Adventures in Ruby

I’m learning ruby. Finding time to work towards this goal is proving difficult but I’m forcing myself to use ruby wherever possible to aid in my learning. I’ll be putting some of my lame code on here to chronicle my learning and hopefully get some feedback on how I can improve things. I recently came across a good opportunity when I needed to generate a list of nodes to use with the puppet catalog preview tool

I wanted to get a full picture of my infrastructure and represent all our nodes in the report output without having to manually type a large node list. Puppet already has all my node names so I just need to extract them . My first step was to query the nodes endpoint in puppetdb for all nodes and pipe it into a file.

curl http://puppetdb.example.com:8080/v3/nodes/ > nodesout.txt

The output of this is json with an array of hashes.

[{
"name" : "server2.example.com",
"deactivated" : null,
"catalog_timestamp" : "2016-11-28T19:28:14.828Z",
"facts_timestamp" : "2016-11-28T19:28:12.112Z",
"report_timestamp" : "2016-11-28T19:28:13.443Z"
},{
"name" : "server.example.com",
"deactivated" : null,
"catalog_timestamp" : "2016-11-28T19:28:14.828Z",
"facts_timestamp" : "2016-11-28T19:28:12.112Z",
"report_timestamp" : "2016-11-28T19:28:13.443Z"
}]

I only want the name of each node so I need to parse that out.

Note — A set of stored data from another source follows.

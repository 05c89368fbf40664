/*
 *   Copyright (c) 2024 R3BL LLC
 *   All rights reserved.
 *
 *   Licensed under the Apache License, Version 2.0 (the "License");
 *   you may not use this file except in compliance with the License.
 *   You may obtain a copy of the License at
 *
 *   http://www.apache.org/licenses/LICENSE-2.0
 *
 *   Unless required by applicable law or agreed to in writing, software
 *   distributed under the License is distributed on an "AS IS" BASIS,
 *   WITHOUT WARRANTIES OR CONDITIONS OF ANY KIND, either express or implied.
 *   See the License for the specific language governing permissions and
 *   limitations under the License.
 */

//! C1 (byte source) and C2 (key decoder): turning raw TTY bytes into
//! [`KeyCode`]s.

mod byte_source;
mod decoder;
mod keycode;

pub use byte_source::{ByteBuffer, RawFdInput, TtyInput};
pub use decoder::KeyDecoder;
pub use keycode::{KeyBase, KeyCode, Modifiers};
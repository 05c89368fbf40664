/*
 *   Copyright (c) 2024 R3BL LLC
 *   All rights reserved.
 *
 *   Licensed under the Apache License, Version 2.0 (the "License");
 *   you may not use this file except in compliance with the License.
 *   You may obtain a copy of the License at
 *
 *   http://www.apache.org/licenses/LICENSE-2.0
 *
 *   Unless required by applicable law or agreed to in writing, software
 *   distributed under the License is distributed on an "AS IS" BASIS,
 *   WITHOUT WARRANTIES OR CONDITIONS OF ANY KIND, either express or implied.
 *   See the License for the specific language governing permissions and
 *   limitations under the License.
 */

//! `rline_core` is the interactive-input engine underneath a readline-style line
//! editor: it turns raw TTY bytes into logical key codes, and drives an
//! interactive tab-completion menu on top of them.
//!
//! # What this crate is
//!
//! 1. A terminal escape-sequence decoder ([`key`]) that reconciles a dozen
//!    incompatible terminal dialects (vt100/vt52, xterm, SS3, Linux console,
//!    Mach, Eterm/rxvt, Haiku, iTerm2, minicom) behind one [`KeyCode`] grammar.
//! 2. A completion UI ([`completion`]) that renders an interactive
//!    multi-column/selectable menu over a candidate list, drives key-based
//!    navigation, and applies the chosen completion back into the caller's
//!    input buffer.
//!
//! # What this crate is not
//!
//! Raw-mode TTY setup, terminal geometry beyond menu layout, the editor's own
//! buffer/redraw/cursor math, history search, and help overlay rendering are
//! all out of scope here; they show up only as the [`EditorView`],
//! [`TerminalSink`] and [`CompletionGenerator`] traits this crate consumes.
//!
//! # Concurrency
//!
//! Single-threaded and synchronous. There is one input stream and one output
//! stream, read and written to from the same thread that calls
//! [`key::KeyDecoder::read_key`]; the only suspension point is the blocking
//! byte read.

pub mod completion;
pub mod config;
pub mod error;
pub mod key;
pub mod terminal;

pub use completion::{Candidate, CandidateList, CompletionGenerator, CompletionMenu};
pub use config::{DecoderConfig, MenuConfig};
pub use error::EngineError;
pub use key::{ByteBuffer, KeyBase, KeyCode, KeyDecoder, Modifiers, RawFdInput, TtyInput};
pub use terminal::{CrosstermTerminalSink, DisplayWidth, EditorView, TerminalSink, UnicodeDisplayWidth};

/// Hard cap on how many candidates show-all mode will ever generate or render
/// in one pass (spec §6, bit-exact).
pub const MAX_COMPLETIONS_TO_SHOW: usize = 1000;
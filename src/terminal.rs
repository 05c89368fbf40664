/*
 *   Copyright (c) 2024 R3BL LLC
 *   All rights reserved.
 *
 *   Licensed under the Apache License, Version 2.0 (the "License");
 *   you may not use this file except in compliance with the License.
 *   You may obtain a copy of the License at
 *
 *   http://www.apache.org/licenses/LICENSE-2.0
 *
 *   Unless required by applicable law or agreed to in writing, software
 *   distributed under the License is distributed on an "AS IS" BASIS,
 *   WITHOUT WARRANTIES OR CONDITIONS OF ANY KIND, either express or implied.
 *   See the License for the specific language governing permissions and
 *   limitations under the License.
 */

//! The collaborator traits the menu driver and editor trigger consume, but
//! never owns: raw-mode setup, terminal writes, and the editor's own buffer
//! all live on the other side of these traits.

use unicode_width::UnicodeWidthStr;

/// Column-width measurement, consumed rather than implemented by the menu so
/// an embedding editor can swap in its own (e.g. one that accounts for a
/// custom emoji-width table).
pub trait DisplayWidth {
    /// Width of `s` in terminal columns, not bytes.
    fn width(&self, s: &str) -> usize;
}

/// The default [`DisplayWidth`], backed by `unicode-width` the same way the
/// teacher crate's `line.rs` measures the input line directly with
/// `UnicodeWidthStr::width`.
#[derive(Debug, Default, Clone, Copy)]
pub struct UnicodeDisplayWidth;

impl DisplayWidth for UnicodeDisplayWidth {
    fn width(&self, s: &str) -> usize {
        UnicodeWidthStr::width(s)
    }
}

/// The terminal write/geometry/beep surface the menu drives through. All
/// colour/attribute changes go through SGR sequences emitted verbatim by
/// callers of this trait, never computed here.
pub trait TerminalSink {
    /// Write raw bytes (already-formatted escape sequences and text) to the
    /// terminal.
    fn write(&mut self, bytes: &[u8]) -> std::io::Result<()>;

    /// Current terminal width in columns.
    fn width(&self) -> usize;

    /// Ring the terminal bell.
    fn beep(&mut self);

    /// `(row, col)` of the cursor as of the editor's last refresh.
    fn cursor_pos(&self) -> (u16, u16);

    /// Erase whatever the editor last drew (input line plus any extra
    /// buffer rows) so the menu can redraw in its place.
    fn erase_edited_region(&mut self) -> std::io::Result<()>;
}

/// The editor's own buffer and redraw hooks, opaque to this crate beyond
/// this contract (spec data model's "Editor view context").
pub trait EditorView {
    /// Current input buffer contents.
    fn input_buffer(&self) -> &str;

    /// Current byte cursor position within [`Self::input_buffer`].
    fn pos(&self) -> usize;

    /// Mutable access to the input buffer, for applying a completion or a
    /// trigger's direct edit.
    fn input_buffer_mut(&mut self) -> &mut String;

    /// Move the cursor to a new byte position within [`Self::input_buffer`].
    fn set_pos(&mut self, pos: usize);

    /// Scratch buffer rendered below the input line (e.g. the completion
    /// menu's own grid).
    fn extra_buffer(&self) -> &str;

    /// Replace [`Self::extra_buffer`] wholesale. Rendering is purely
    /// additive to this buffer followed by a full redraw, never an
    /// in-place edit of what's already on screen, so each redraw recomputes
    /// the whole thing rather than mutating it incrementally.
    fn set_extra_buffer(&mut self, content: String);

    /// Whether the terminal's encoding is UTF-8.
    fn is_utf8(&self) -> bool;

    /// How many rows the last refresh occupied, used by show-all mode to pad
    /// trailing blank rows so prompts do not stack.
    fn cur_rows(&self) -> usize;

    /// Called before the menu starts mutating [`Self::extra_buffer`].
    fn start_modify(&mut self);

    /// Full redraw: prompt, input buffer, and extra buffer.
    fn refresh(&mut self) -> std::io::Result<()>;

    /// Erase everything this view last drew.
    fn clear(&mut self) -> std::io::Result<()>;

    /// Re-emit the prompt line.
    fn write_prompt(&mut self) -> std::io::Result<()>;

    /// Render the F1 help overlay.
    fn show_help(&mut self) -> std::io::Result<()>;
}

/// A [`TerminalSink`] writing straight to stdout via `crossterm`, the way
/// the teacher crate's `readline_async.rs` queues cursor/clear commands
/// directly against stdout rather than through a buffered writer.
///
/// Assumes the terminal is already in raw mode; this type does not toggle
/// it (raw-mode ownership belongs to the embedding editor session).
pub struct CrosstermTerminalSink {
    stdout: std::io::Stdout,
}

impl CrosstermTerminalSink {
    pub fn new() -> Self {
        Self {
            stdout: std::io::stdout(),
        }
    }
}

impl Default for CrosstermTerminalSink {
    fn default() -> Self {
        Self::new()
    }
}

impl TerminalSink for CrosstermTerminalSink {
    fn write(&mut self, bytes: &[u8]) -> std::io::Result<()> {
        use std::io::Write;
        self.stdout.write_all(bytes)?;
        self.stdout.flush()
    }

    fn width(&self) -> usize {
        crossterm::terminal::size()
            .map(|(cols, _rows)| usize::from(cols))
            .unwrap_or(80)
    }

    fn beep(&mut self) {
        let _ = self.write(b"\x07");
    }

    fn cursor_pos(&self) -> (u16, u16) {
        crossterm::cursor::position()
            .map(|(col, row)| (row, col))
            .unwrap_or((0, 0))
    }

    fn erase_edited_region(&mut self) -> std::io::Result<()> {
        use crossterm::{cursor, terminal, QueueableCommand};
        use std::io::Write;
        self.stdout
            .queue(cursor::MoveToColumn(0))?
            .queue(terminal::Clear(terminal::ClearType::FromCursorDown))?;
        self.stdout.flush()
    }
}
/*
 *   Copyright (c) 2024 R3BL LLC
 *   All rights reserved.
 *
 *   Licensed under the Apache License, Version 2.0 (the "License");
 *   you may not use this file except in compliance with the License.
 *   You may obtain a copy of the License at
 *
 *   http://www.apache.org/licenses/LICENSE-2.0
 *
 *   Unless required by applicable law or agreed to in writing, software
 *   distributed under the License is distributed on an "AS IS" BASIS,
 *   WITHOUT WARRANTIES OR CONDITIONS OF ANY KIND, either express or implied.
 *   See the License for the specific language governing permissions and
 *   limitations under the License.
 */

//! The completion menu driver (C4): layout, selection state machine, and
//! show-all pagination, ported from `editline_completion.c`'s
//! `edit_completion_menu` (see `examples/original_source/` in this
//! workspace's reference pack).

use crate::config::MenuConfig;
use crate::error::EngineError;
use crate::key::{KeyBase, KeyCode, KeyDecoder, TtyInput};
use crate::terminal::{DisplayWidth, EditorView, TerminalSink};

use super::{CandidateList, CompletionGenerator};

/// How the menu is currently laid out; recomputed fresh on every redraw
/// from `(width, candidates, is_utf8)` rather than cached, the same way the
/// original always re-measures `Wmax` from the displayed slice.
#[derive(Debug, Clone, Copy, PartialEq, Eq)]
pub struct Layout {
    pub columns: usize,
    pub rows: usize,
    /// How far a RIGHT/LEFT press moves the selection (one column over).
    pub percolumn: usize,
    /// Column width in terminal columns, including padding. 0 for the
    /// single-column fallback, which pads nothing.
    pub stride: usize,
    /// How many of the candidates are actually shown this redraw.
    pub displayed_count: usize,
}

/// How a [`CompletionMenu::drive`] call ended.
#[derive(Debug)]
pub enum MenuOutcome {
    /// A candidate was applied; the input buffer and cursor were updated.
    Applied,
    /// ESC cancelled the menu; input buffer is unchanged.
    Cancelled,
    /// Show-all rendered the full list and the menu exited without
    /// selecting anything; input buffer is unchanged.
    ShowedAll,
    /// An unrecognised key was pushed back for the outer loop.
    Deferred(KeyCode),
}

pub struct CompletionMenu {
    cfg: MenuConfig,
}

impl CompletionMenu {
    pub fn new(cfg: MenuConfig) -> Self {
        Self { cfg }
    }

    /// Chooses 3-column, 2-column, or 1-column layout per spec.md §4.4,
    /// sampling `Wmax` from the first `min(count, 9)` candidates regardless
    /// of which layout ends up chosen.
    pub fn layout(
        &self,
        width: usize,
        list: &CandidateList,
        display_width: &dyn DisplayWidth,
    ) -> Layout {
        let n = list.count();
        let sample = n.min(9);
        let wmax = (0..sample)
            .map(|i| {
                list.get_display(i)
                    .map(|s| display_width.width(s))
                    .unwrap_or(0)
            })
            .max()
            .unwrap_or(0);

        if n > 3
            && width > usize::from(self.cfg.three_col_min_width)
            && wmax <= self.cfg.three_col_max_entry_width
        {
            let displayed_count = n.min(9);
            Layout {
                columns: 3,
                rows: 3,
                percolumn: 3,
                stride: self.cfg.three_col_stride,
                displayed_count,
            }
        } else if n > 4
            && width > usize::from(self.cfg.two_col_min_width)
            && wmax <= self.cfg.two_col_max_entry_width
        {
            let displayed_count = n.min(8);
            let rows = if displayed_count <= 6 { 3 } else { 4 };
            Layout {
                columns: 2,
                rows,
                percolumn: rows,
                stride: self.cfg.two_col_stride,
                displayed_count,
            }
        } else {
            let displayed_count = n.min(9);
            Layout {
                columns: 1,
                rows: displayed_count,
                percolumn: displayed_count.max(1),
                stride: 0,
                displayed_count,
            }
        }
    }

    /// Renders one cell: `"<marker><1-based index> <display>"`, truncated
    /// and prefixed with `"..."` if it would overflow `col_width`, then
    /// padded to `col_width` (0 means "no padding", used by the 1-column
    /// fallback).
    fn render_cell(
        &self,
        index: usize,
        list: &CandidateList,
        selected: usize,
        is_utf8: bool,
        col_width: usize,
        display_width: &dyn DisplayWidth,
    ) -> String {
        let marker = if index == selected {
            if is_utf8 {
                '\u{2192}'
            } else {
                '*'
            }
        } else {
            ' '
        };
        let label = format!("{marker}{} ", index + 1);
        let display = list.get_display(index).unwrap_or("");

        let shown = if col_width == 0 {
            display.to_string()
        } else {
            let prefix_width = display_width.width(&label);
            let avail = col_width.saturating_sub(prefix_width);
            if display_width.width(display) > avail {
                let tail = truncate_to_width_keep_tail(display, avail.saturating_sub(3), display_width);
                format!("...{tail}")
            } else {
                display.to_string()
            }
        };

        let mut cell = format!("{label}{shown}");
        if col_width > 0 {
            let cell_width = display_width.width(&cell);
            if cell_width < col_width {
                cell.push_str(&" ".repeat(col_width - cell_width));
            }
        }
        cell
    }

    /// Renders the full grid (and, if `list.count()` exceeds what's shown,
    /// a dim hint that shift-TAB reveals the rest) as the view's extra
    /// buffer.
    fn render_grid(
        &self,
        list: &CandidateList,
        selected: usize,
        is_utf8: bool,
        layout: Layout,
        display_width: &dyn DisplayWidth,
    ) -> String {
        let mut out = String::new();
        for row in 0..layout.rows {
            if row > 0 {
                out.push('\n');
            }
            for col in 0..layout.columns {
                let index = col * layout.rows + row;
                if index >= layout.displayed_count {
                    continue;
                }
                out.push_str(&self.render_cell(
                    index,
                    list,
                    selected,
                    is_utf8,
                    layout.stride,
                    display_width,
                ));
            }
        }
        if list.count() > layout.displayed_count {
            out.push_str("\r\n\x1b[90m(press shift-tab to see all ");
            out.push_str(&list.count().to_string());
            out.push_str(" candidates)\x1b[0m");
        }
        out
    }

    /// Drives the interactive menu to completion: layout → render → read a
    /// key → dispatch → loop, until the selection is applied, cancelled, or
    /// an unhandled key needs to go back to the outer loop.
    #[allow(clippy::too_many_arguments)]
    pub fn drive(
        &self,
        decoder: &KeyDecoder,
        tty: &mut impl TtyInput,
        view: &mut impl EditorView,
        sink: &mut impl TerminalSink,
        generator: &mut dyn CompletionGenerator,
        list: &mut CandidateList,
        display_width: &dyn DisplayWidth,
        mut more_available: bool,
    ) -> Result<MenuOutcome, EngineError> {
        let mut selected = 0usize;

        loop {
            let layout = self.layout(sink.width(), list, display_width);
            if selected >= layout.displayed_count {
                selected = layout.displayed_count.saturating_sub(1);
            }
            view.start_modify();
            let grid = self.render_grid(list, selected, view.is_utf8(), layout, display_width);
            view.set_extra_buffer(grid);
            view.refresh()?;

            let key = decoder.read_key(tty);
            match key.base {
                KeyBase::Char(c) if c.is_ascii_digit() && c != '0' => {
                    let idx = usize::from(c as u8 - b'1');
                    if idx < list.count() {
                        selected = idx;
                        return self.apply_and_exit(view, list, selected);
                    }
                    sink.beep();
                }
                KeyBase::Space => {
                    return self.apply_and_exit(view, list, selected);
                }
                KeyBase::Tab | KeyBase::Down => {
                    selected = (selected + 1) % layout.displayed_count;
                }
                KeyBase::Up => {
                    selected = (selected + layout.displayed_count - 1) % layout.displayed_count;
                }
                KeyBase::Right if layout.columns > 1 => {
                    if selected + layout.percolumn < layout.displayed_count {
                        selected += layout.percolumn;
                    } else {
                        sink.beep();
                    }
                }
                KeyBase::Left if layout.columns > 1 => {
                    if selected >= layout.percolumn {
                        selected -= layout.percolumn;
                    } else {
                        sink.beep();
                    }
                }
                KeyBase::Home => selected = 0,
                KeyBase::End => selected = layout.displayed_count - 1,
                KeyBase::F(1) => {
                    view.show_help()?;
                }
                KeyBase::Esc => {
                    list.clear();
                    view.refresh()?;
                    return Ok(MenuOutcome::Cancelled);
                }
                KeyBase::Enter => {
                    return self.apply_and_exit(view, list, selected);
                }
                KeyBase::ShiftTab | KeyBase::Linefeed | KeyBase::PageDown if list.count() > 9 => {
                    self.show_all(view, sink, generator, list, display_width, &mut more_available)?;
                    list.clear();
                    return Ok(MenuOutcome::ShowedAll);
                }
                _ => {
                    return Ok(MenuOutcome::Deferred(key));
                }
            }
        }
    }

    fn apply_and_exit(
        &self,
        view: &mut impl EditorView,
        list: &mut CandidateList,
        selected: usize,
    ) -> Result<MenuOutcome, EngineError> {
        let pos = view.pos();
        let new_pos = list.apply(selected, view.input_buffer_mut(), pos);
        view.set_pos(new_pos);
        list.clear();
        view.refresh()?;
        Ok(MenuOutcome::Applied)
    }

    /// Show-all mode: if the generator indicated more might be available,
    /// re-ask it with the global cap, then render every candidate on its
    /// own line (padding trailing blank rows to the previous row count so
    /// the prompt doesn't stack) rather than the paginated grid.
    fn show_all(
        &self,
        view: &mut impl EditorView,
        sink: &mut impl TerminalSink,
        generator: &mut dyn CompletionGenerator,
        list: &mut CandidateList,
        _display_width: &dyn DisplayWidth,
        more_available: &mut bool,
    ) -> Result<(), EngineError> {
        let previous_rows = view.cur_rows();
        let input = view.input_buffer().to_string();
        let pos = view.pos();

        if *more_available {
            list.clear();
            let cap = self.cfg.max_completions_to_show;
            let count = generator.generate(view, list, &input, pos, cap);
            *more_available = count == cap;
        }

        view.clear()?;
        view.write_prompt()?;

        let mut out = String::new();
        let shown = list.count().min(self.cfg.max_completions_to_show);
        let mut rendered_rows = 0usize;
        for i in 0..shown {
            let Some(display) = list.get_display(i) else {
                continue;
            };
            out.push_str(display);
            out.push_str("\r\n");
            rendered_rows += 1;
        }
        if *more_available {
            out.push_str("\x1b[90m... and more.\x1b[0m\r\n");
            rendered_rows += 1;
        }

        for _ in rendered_rows..previous_rows {
            out.push_str("\r\n");
        }

        view.start_modify();
        view.set_extra_buffer(out);
        view.refresh()?;
        let _ = sink; // show-all writes entirely through the view/refresh path
        Ok(())
    }
}

/// Keeps the trailing `target` display columns of `s`, breaking on a char
/// boundary, the way `str_skip_until_fit` skips leading characters so the
/// ellipsis elides the start of the string rather than the end.
fn truncate_to_width_keep_tail(s: &str, target: usize, display_width: &dyn DisplayWidth) -> String {
    let mut result = String::new();
    let mut width = 0usize;
    for ch in s.chars().rev() {
        let ch_width = display_width.width(&ch.to_string());
        if width + ch_width > target {
            break;
        }
        result.push(ch);
        width += ch_width;
    }
    result.chars().rev().collect()
}
/*
 *   Copyright (c) 2024 R3BL LLC
 *   All rights reserved.
 *
 *   Licensed under the Apache License, Version 2.0 (the "License");
 *   you may not use this file except in compliance with the License.
 *   You may obtain a copy of the License at
 *
 *   http://www.apache.org/licenses/LICENSE-2.0
 *
 *   Unless required by applicable law or agreed to in writing, software
 *   distributed under the License is distributed on an "AS IS" BASIS,
 *   WITHOUT WARRANTIES OR CONDITIONS OF ANY KIND, either express or implied.
 *   See the License for the specific language governing permissions and
 *   limitations under the License.
 */

//! Plain configuration structs, in the same style as the teacher crate's
//! `TracingConfig`/`WriterConfig`: a struct with documented fields and a
//! sensible `Default`, rather than a builder or DSL.

use std::time::Duration;

/// Tunables for [`crate::key::KeyDecoder`].
#[derive(Debug, Clone, Copy)]
pub struct DecoderConfig {
    /// How long [`crate::key::TtyInput::read_nonblocking`] may idle before the
    /// decoder gives up on completing an escape sequence and falls back to a
    /// lone `KEY_ESC` / `Alt+<char>`.
    ///
    /// Spec open question: values below ~50ms risk misclassifying a slow
    /// paste of a multi-byte sequence as separate keystrokes; values much
    /// higher than 100ms introduce visible lag on a lone ESC press.
    pub esc_timeout: Duration,
}

impl Default for DecoderConfig {
    fn default() -> Self {
        Self {
            esc_timeout: Duration::from_millis(100),
        }
    }
}

/// Layout thresholds for [`crate::completion::CompletionMenu`], overridable
/// but defaulting to the spec's literal constants.
#[derive(Debug, Clone, Copy)]
pub struct MenuConfig {
    /// Minimum terminal width to consider the 3-column layout.
    pub three_col_min_width: u16,
    /// Maximum display width (in columns) of any of the first 9 candidates
    /// for the 3-column layout to be used.
    pub three_col_max_entry_width: usize,
    /// Column stride (cell width including padding) in the 3-column layout.
    pub three_col_stride: usize,

    /// Minimum terminal width to consider the 2-column layout.
    pub two_col_min_width: u16,
    /// Maximum display width of any of the first 8 candidates for the
    /// 2-column layout to be used.
    pub two_col_max_entry_width: usize,
    /// Column stride in the 2-column layout.
    pub two_col_stride: usize,

    /// Absolute cap on how many candidates show-all mode will request/render.
    pub max_completions_to_show: usize,
}

impl Default for MenuConfig {
    fn default() -> Self {
        Self {
            three_col_min_width: 79,
            three_col_max_entry_width: 22,
            three_col_stride: 25,

            two_col_min_width: 78,
            two_col_max_entry_width: 35,
            two_col_stride: 38,

            max_completions_to_show: crate::MAX_COMPLETIONS_TO_SHOW,
        }
    }
}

It was a great opportunity to open pry and get some practice!

  • load json so I can parse the file
[1] pry(main)> require 'json'
=> true
  • read in the file
[2] pry(main)> file = File.read('nodesout.txt')
  • parse the file into a variable
pry(main)> data_hash = JSON.parse(file)
=> [{"name"=>"server.example.com",
"deactivated"=>nil,
"catalog_timestamp"=>"2016-11-29T00:37:03.202Z",
"facts_timestamp"=>"2016-11-29T00:37:00.972Z",
"report_timestamp"=>"2016-11-29T00:36:38.679Z"},
{"name"=>"server2.example.com",
"deactivated"=>nil,
"catalog_timestamp"=>"2016-11-29T00:37:03.202Z",
"facts_timestamp"=>"2016-11-29T00:37:00.972Z",
"report_timestamp"=>"2016-11-29T00:36:38.679Z"}]
[4] pry(main)> data_hash.class
=> Array
  • setup a method to iterate over the data and write each hostname to a new line in a file
[5] pry(main)> def list_nodes(input)
[5] pry(main)*   File.open('nodes_out.txt', 'a') do |f|
[5] pry(main)*     input.each do |i|
[5] pry(main)*       f.puts i["name"]
[5] pry(main)*     end
[5] pry(main)*   end
[5] pry(main)* end
=> :list_nodes
  • run the method against my data_hash
[6] pry(main)> list_nodes(data_hash)
[7] pry(main)> exit

I now have the list of nodes I was looking for!

$ cat nodes_out.txt
server.example.com
server2.example.com

This accomplished what I needed and also saved me a lot of time (like putting the puppetdb query directly in the ruby stuff). I’m certain there may be a cleaner way to do this, but that’s what learning is for!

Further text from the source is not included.